WORK INSTRUCTION
Filter out all lines without the word "copied" from the data below, please, and copy the rest.

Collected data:
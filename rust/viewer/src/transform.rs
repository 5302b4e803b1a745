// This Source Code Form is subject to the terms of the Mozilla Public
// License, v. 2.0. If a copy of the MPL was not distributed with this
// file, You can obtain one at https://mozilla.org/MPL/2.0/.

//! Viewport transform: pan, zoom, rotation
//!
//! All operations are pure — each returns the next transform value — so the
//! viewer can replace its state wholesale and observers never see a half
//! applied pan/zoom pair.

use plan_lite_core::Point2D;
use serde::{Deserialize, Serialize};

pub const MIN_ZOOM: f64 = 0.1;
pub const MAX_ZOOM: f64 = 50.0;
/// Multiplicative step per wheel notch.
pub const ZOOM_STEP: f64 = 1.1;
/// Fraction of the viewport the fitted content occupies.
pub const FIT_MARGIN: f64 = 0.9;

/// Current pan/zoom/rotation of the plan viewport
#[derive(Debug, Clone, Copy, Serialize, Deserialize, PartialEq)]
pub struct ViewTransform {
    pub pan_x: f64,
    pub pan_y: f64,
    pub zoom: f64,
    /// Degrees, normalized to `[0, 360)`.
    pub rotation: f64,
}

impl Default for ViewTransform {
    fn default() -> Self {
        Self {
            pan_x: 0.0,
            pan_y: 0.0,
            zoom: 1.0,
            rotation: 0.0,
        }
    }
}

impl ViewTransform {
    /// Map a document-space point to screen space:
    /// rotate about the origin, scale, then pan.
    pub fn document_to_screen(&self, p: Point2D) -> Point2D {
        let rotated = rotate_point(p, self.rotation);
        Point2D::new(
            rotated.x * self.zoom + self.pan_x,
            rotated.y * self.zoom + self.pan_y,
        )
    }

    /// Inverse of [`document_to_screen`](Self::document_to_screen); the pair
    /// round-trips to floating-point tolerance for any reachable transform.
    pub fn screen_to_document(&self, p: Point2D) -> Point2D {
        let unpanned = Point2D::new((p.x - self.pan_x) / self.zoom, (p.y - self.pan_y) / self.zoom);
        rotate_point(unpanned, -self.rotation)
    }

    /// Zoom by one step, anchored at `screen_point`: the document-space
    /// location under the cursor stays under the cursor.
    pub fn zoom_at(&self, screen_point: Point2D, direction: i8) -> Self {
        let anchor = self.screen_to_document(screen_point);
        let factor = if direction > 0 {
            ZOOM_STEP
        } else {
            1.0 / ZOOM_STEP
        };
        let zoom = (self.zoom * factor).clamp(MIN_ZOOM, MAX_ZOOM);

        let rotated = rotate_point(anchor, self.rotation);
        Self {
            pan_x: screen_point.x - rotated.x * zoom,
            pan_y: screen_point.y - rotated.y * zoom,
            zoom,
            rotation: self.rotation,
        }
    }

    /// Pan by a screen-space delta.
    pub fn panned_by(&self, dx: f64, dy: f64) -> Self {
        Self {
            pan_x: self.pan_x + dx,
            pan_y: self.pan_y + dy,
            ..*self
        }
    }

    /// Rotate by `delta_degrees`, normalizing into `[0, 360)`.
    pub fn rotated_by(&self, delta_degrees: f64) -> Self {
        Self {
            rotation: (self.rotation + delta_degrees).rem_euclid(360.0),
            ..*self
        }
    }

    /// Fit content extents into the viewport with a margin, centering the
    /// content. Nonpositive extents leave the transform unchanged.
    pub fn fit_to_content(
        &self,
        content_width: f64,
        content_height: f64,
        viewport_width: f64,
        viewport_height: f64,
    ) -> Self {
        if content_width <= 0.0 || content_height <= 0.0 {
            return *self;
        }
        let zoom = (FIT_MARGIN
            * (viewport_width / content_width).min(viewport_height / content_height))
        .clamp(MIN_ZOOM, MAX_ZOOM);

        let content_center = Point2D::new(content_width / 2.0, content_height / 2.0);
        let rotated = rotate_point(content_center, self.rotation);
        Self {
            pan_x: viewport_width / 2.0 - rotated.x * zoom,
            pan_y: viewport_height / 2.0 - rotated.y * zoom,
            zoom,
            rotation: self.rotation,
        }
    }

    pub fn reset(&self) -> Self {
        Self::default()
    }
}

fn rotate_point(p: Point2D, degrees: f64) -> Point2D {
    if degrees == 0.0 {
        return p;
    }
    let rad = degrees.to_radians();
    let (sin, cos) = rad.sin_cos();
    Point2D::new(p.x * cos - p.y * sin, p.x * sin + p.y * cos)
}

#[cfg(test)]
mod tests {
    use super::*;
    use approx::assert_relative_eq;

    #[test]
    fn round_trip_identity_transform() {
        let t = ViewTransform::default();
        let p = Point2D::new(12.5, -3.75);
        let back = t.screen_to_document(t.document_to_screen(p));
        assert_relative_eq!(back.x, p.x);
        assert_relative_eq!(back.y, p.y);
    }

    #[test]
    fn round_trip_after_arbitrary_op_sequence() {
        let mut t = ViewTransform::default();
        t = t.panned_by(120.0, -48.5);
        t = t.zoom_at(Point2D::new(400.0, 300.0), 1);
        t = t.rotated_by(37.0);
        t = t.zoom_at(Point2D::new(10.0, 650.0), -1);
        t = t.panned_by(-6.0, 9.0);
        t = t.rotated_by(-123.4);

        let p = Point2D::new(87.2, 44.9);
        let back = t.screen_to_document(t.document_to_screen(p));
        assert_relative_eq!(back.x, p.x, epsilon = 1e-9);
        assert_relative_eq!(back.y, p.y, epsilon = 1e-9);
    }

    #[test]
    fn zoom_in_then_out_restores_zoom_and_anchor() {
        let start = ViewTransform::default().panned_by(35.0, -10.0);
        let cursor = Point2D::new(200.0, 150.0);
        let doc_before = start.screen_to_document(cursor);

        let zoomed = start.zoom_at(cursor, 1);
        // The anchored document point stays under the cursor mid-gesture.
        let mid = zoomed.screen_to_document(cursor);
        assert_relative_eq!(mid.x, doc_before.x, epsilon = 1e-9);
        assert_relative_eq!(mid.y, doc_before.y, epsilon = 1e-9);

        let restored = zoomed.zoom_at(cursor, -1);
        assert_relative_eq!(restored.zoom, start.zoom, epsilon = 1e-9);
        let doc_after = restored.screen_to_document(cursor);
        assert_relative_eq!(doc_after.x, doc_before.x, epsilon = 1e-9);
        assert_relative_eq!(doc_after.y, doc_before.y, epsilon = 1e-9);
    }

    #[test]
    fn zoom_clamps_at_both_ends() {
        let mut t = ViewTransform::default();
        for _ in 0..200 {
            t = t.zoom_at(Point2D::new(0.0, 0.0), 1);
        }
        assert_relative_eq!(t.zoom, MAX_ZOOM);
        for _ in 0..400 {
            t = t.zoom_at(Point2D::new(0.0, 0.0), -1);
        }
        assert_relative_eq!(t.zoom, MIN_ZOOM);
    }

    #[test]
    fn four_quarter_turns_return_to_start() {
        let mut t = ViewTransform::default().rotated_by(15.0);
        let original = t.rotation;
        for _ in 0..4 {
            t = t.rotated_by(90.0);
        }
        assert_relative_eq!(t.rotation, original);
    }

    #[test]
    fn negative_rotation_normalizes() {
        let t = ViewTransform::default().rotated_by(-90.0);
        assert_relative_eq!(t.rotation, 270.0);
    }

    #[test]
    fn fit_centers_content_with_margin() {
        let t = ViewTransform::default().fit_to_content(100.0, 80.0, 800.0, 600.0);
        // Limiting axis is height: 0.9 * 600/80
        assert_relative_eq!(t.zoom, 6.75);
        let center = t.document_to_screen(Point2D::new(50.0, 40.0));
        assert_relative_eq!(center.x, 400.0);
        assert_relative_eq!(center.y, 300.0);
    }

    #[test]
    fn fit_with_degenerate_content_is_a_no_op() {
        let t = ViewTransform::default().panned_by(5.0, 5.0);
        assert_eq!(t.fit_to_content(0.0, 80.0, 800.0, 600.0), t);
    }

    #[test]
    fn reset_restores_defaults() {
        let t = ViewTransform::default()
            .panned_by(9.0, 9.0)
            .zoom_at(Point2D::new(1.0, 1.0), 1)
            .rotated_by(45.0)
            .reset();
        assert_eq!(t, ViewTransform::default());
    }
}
==
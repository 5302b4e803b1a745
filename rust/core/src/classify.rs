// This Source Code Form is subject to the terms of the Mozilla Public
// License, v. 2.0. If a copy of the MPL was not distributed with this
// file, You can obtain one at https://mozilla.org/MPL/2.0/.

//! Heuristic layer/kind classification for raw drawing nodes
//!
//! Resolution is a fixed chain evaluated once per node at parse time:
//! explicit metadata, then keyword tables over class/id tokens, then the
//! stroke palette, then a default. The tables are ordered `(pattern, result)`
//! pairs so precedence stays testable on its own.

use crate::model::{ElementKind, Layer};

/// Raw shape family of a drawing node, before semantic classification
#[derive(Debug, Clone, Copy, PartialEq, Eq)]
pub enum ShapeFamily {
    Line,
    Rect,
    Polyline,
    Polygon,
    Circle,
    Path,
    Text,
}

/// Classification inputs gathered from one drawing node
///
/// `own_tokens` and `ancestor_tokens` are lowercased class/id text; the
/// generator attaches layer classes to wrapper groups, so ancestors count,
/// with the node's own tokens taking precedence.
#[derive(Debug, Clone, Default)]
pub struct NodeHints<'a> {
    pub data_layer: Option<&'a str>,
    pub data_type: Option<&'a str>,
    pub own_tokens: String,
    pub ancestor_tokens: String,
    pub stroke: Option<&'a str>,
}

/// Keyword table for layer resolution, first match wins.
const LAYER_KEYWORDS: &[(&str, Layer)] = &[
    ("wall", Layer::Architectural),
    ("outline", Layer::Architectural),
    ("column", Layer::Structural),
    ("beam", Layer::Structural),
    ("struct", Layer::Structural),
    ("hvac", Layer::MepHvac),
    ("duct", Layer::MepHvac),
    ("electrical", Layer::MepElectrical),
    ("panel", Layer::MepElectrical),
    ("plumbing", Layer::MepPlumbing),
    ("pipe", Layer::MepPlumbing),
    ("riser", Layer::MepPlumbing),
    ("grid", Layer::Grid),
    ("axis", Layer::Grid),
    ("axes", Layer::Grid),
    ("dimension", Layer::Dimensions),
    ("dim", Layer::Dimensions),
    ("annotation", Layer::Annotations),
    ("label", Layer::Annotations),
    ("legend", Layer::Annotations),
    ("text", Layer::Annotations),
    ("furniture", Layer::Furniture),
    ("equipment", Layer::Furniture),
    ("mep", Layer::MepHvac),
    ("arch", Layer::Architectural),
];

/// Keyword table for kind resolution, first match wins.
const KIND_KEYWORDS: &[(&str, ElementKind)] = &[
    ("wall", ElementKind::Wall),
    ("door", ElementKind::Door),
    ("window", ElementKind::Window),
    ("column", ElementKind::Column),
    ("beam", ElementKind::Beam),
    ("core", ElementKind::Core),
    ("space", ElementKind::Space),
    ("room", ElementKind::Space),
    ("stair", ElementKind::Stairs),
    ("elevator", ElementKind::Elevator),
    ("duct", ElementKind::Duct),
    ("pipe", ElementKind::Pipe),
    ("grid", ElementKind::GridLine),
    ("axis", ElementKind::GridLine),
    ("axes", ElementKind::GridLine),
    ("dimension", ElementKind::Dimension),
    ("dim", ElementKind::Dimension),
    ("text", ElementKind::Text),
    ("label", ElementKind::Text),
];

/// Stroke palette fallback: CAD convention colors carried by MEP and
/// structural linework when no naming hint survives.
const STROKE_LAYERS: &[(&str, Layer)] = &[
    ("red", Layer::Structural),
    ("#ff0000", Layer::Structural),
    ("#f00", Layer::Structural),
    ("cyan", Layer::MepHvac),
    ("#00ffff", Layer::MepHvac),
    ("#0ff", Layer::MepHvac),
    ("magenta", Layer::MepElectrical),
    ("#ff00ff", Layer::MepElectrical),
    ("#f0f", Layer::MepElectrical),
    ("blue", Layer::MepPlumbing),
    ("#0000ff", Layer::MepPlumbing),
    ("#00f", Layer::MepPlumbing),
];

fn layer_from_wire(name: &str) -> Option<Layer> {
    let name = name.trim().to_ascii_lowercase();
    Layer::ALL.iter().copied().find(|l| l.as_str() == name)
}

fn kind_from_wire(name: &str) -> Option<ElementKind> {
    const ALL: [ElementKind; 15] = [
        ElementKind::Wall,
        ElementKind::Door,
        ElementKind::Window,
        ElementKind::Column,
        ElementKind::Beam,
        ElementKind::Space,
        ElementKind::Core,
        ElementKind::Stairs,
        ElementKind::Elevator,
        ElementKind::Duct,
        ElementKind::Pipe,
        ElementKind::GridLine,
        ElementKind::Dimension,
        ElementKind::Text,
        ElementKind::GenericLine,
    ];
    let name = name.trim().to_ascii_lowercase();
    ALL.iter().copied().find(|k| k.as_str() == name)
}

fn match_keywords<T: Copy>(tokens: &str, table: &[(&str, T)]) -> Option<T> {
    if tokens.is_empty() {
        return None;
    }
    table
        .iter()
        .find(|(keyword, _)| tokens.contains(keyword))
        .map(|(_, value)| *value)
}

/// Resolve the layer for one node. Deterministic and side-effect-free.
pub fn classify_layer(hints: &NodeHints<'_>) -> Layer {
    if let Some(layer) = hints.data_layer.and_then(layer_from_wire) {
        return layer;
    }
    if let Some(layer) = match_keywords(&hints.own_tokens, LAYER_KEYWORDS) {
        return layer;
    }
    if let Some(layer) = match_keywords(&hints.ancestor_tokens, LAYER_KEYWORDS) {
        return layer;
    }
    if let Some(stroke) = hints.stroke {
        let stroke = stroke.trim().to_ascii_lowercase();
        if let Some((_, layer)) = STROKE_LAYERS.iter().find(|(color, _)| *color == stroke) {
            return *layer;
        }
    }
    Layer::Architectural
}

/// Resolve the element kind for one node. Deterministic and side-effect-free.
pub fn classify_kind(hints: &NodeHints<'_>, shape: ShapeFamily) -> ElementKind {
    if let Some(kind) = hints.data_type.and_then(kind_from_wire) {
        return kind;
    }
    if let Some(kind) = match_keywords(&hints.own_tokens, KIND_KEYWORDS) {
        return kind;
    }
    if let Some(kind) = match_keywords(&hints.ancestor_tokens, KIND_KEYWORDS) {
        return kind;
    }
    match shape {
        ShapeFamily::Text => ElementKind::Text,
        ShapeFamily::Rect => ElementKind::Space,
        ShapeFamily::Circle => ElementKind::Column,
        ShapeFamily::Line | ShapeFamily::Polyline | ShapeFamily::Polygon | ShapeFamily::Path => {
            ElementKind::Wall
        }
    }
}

ANSWER TO THIS TASK
    Layer::ALL.iter().copied().find(|l| l.as_str() == name)
    ALL.iter().copied().find(|k| k.as_str() == name)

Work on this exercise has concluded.